• _Your objective_:
For the word "InvitationEmail", return each line of the data in which it occurs.

Source material Start Marker

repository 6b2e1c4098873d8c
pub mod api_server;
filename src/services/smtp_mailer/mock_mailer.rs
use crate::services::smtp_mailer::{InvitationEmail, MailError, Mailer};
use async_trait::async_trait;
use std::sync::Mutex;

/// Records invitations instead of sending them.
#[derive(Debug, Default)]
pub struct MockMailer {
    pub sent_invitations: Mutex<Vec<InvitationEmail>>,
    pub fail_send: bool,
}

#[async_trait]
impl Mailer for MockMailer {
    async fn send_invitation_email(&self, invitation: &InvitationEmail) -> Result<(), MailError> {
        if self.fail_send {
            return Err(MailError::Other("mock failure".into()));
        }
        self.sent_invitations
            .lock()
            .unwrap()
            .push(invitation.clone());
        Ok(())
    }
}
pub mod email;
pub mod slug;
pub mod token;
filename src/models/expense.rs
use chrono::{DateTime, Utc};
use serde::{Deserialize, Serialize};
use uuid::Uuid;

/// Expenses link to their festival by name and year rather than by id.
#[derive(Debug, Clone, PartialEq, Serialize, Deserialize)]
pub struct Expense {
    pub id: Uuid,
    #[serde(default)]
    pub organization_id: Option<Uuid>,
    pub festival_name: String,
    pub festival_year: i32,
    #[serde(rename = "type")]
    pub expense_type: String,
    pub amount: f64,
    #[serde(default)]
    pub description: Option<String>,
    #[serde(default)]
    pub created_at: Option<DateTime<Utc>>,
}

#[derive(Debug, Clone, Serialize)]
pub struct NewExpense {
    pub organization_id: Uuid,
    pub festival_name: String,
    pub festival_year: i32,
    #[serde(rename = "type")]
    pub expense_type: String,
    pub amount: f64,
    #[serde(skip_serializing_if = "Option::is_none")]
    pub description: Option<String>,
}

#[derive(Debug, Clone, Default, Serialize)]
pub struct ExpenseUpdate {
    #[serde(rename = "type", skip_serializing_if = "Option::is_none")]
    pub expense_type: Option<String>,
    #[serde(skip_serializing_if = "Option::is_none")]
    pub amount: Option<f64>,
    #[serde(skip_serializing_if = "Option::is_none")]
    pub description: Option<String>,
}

Source material End Marker

• _Solution below_:
use crate::services::smtp_mailer::{InvitationEmail, MailError, Mailer};
    pub sent_invitations: Mutex<Vec<InvitationEmail>>,
    async fn send_invitation_email(&self, invitation: &InvitationEmail) -> Result<(), MailError> {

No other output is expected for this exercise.